This repository contains the software implementation of our work published in RTSS 2022.
The description of the framework can be found in the following papers in RTSS 2022 and RTSS 2021:
- Yidi Wang, Mohsen Karimi, and Hyoseung Kim. Towards Energy-Efficient Real-Time Scheduling of Heterogeneous Multi- GPU Systems. IEEE Real-Time Systems Symposium (RTSS), 2022. link to paper
- Yidi Wang, Mohsen Karimi, Yecheng Xiang, and Hyoseung Kim. Balancing Energy Efficiency and Real-Time Performance in GPU Scheduling. IEEE Real-Time Systems Symposium (RTSS), 2021. link to paper
How to cite:
@INPROCEEDINGS {rtss2021_sbeet, author = {Y. Wang and M. Karimi and H. Kim}, booktitle = {2022 IEEE Real-Time Systems Symposium (RTSS)}, title = {Towards Energy-Efficient Real-Time Scheduling of Heterogeneous Multi-GPU Systems}, year = {2022}}
@INPROCEEDINGS {rtss2022_sbeet-mg, author = {Y. Wang and M. Karimi and Y. Xiang and H. Kim}, booktitle = {2021 IEEE Real-Time Systems Symposium (RTSS)}, title = {Balancing Energy Efficiency and Real-Time Performance in GPU Scheduling}, year = {2021}}
Note that the profiles and the code are designed for the hardware combination of RTX3070 and T400. The code of power monitoring is designed for Adafruit Feature nRF52 and Adafruit INA260 power sensor.

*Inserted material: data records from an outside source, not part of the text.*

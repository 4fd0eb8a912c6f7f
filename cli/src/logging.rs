//! # Structured Logging
//!
//! Initializes the `tracing` subscriber with configurable format (JSON or
//! pretty-printed) and environment-based filtering via `RUST_LOG`.
//!
//! All log output goes to stderr. Stdout carries only the command's result
//! (a redirect URL, a record, a callback body) so it can be piped.

use tracing_subscriber::{fmt, layer::SubscriberExt, util::SubscriberInitExt, EnvFilter};

/// Default filter when `RUST_LOG` is unset.
pub const DEFAULT_FILTER: &str = "ipay=info,ipay_gateway=info";

/// Log output format.
#[derive(Debug, Clone, Copy, PartialEq, Eq)]
pub enum LogFormat {
    /// Human-readable, colored output.
    Pretty,
    /// Machine-parseable JSON lines.
    Json,
}

impl LogFormat {
    /// Parse a format string. Accepts "json" or "pretty" (case-insensitive).
    /// Returns `Pretty` for any unrecognized value.
    pub fn from_str_lossy(s: &str) -> Self {
        match s.to_lowercase().as_str() {
            "json" => LogFormat::Json,
            _ => LogFormat::Pretty,
        }
    }
}

/// Initialize the global tracing subscriber.
///
/// Call this exactly once, early in `main()`.
///
/// # Environment
///
/// `RUST_LOG` overrides `default_level` when set, e.g.:
///
/// ```text
/// RUST_LOG=ipay=debug,ipay_gateway=debug
/// ```
pub fn init_logging(default_level: &str, format: LogFormat) {
    let env_filter =
        EnvFilter::try_from_default_env().unwrap_or_else(|_| EnvFilter::new(default_level));

    match format {
        LogFormat::Pretty => {
            tracing_subscriber::registry()
                .with(env_filter)
                .with(
                    fmt::layer()
                        .with_writer(std::io::stderr)
                        .with_target(true)
                        .with_thread_ids(false),
                )
                .init();
        }
        LogFormat::Json => {
            tracing_subscriber::registry()
                .with(env_filter)
                .with(
                    fmt::layer()
                        .json()
                        .with_writer(std::io::stderr)
                        .with_target(true),
                )
                .init();
        }
    }

    tracing::debug!(?format, "logging initialized");
}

The tasksets and the GPU profiles we used in the paper can be downloaded via this link: https://drive.google.com/drive/folders/1f5VcHiX-WIG1mJpsD7sTBCtLl6yMNYFW?usp=sharing
In order for the program to find the profiles, please extract profiles.zip to the workspace folder.
- Launch power sensing program
python3 tools/power_sensing/read_uart.py -o <output file>
- Launch the scheduler
./main -f <path to taskset> -d <duration (s)> -p <scheduling policy>
Run ./main -h
to print usage information and exit:
$ ./main -h
Usage:
-h Display usages and help
-f Path to the taskset
-d Emulating duration (s) for the taskset
-p Scheduling policies:
sbeet-mg: the proposed work in RTSS 2022 publication
lcf: little-core-first method
bcf: big-core-first method
ld: load distribution method
bfd-sbeet: best-fit-decreasing offline heuristic with original sBEET
ffd-sbeet: first-fit-decreasing offline heuristic with original sBEET
wfd-sbeet: worst-fit-decreasing offline heuristic with original sBEET
The results of each single taskset will be saved to output/<taskset>/<policy name>/
, in the format of csv. For exmaple:
example/taskset_08022022/set_u08/000.csv,21:59:42.166,21:59:47.166,156,0,347.406
example/taskset_08022022/set_u08/001.csv,21:59:49.493,21:59:54.493,189,0,344.263
example/taskset_08022022/set_u08/002.csv,21:59:55.507,22:00:00.507,198,0,338.454
example/taskset_08022022/set_u08/003.csv,22:00:01.861,22:00:06.861,150,0,369.531
...
From left to right, the column headers are "taskset name", "starting time", "end time", "total number of jobs", "number of missed jobs", "estimated energy consumption" respectively.
The results of measured power consumption will also be saved in the same folder in the format of csv.
The simulator mentioned in Section VI-B can be found in branch/simulator.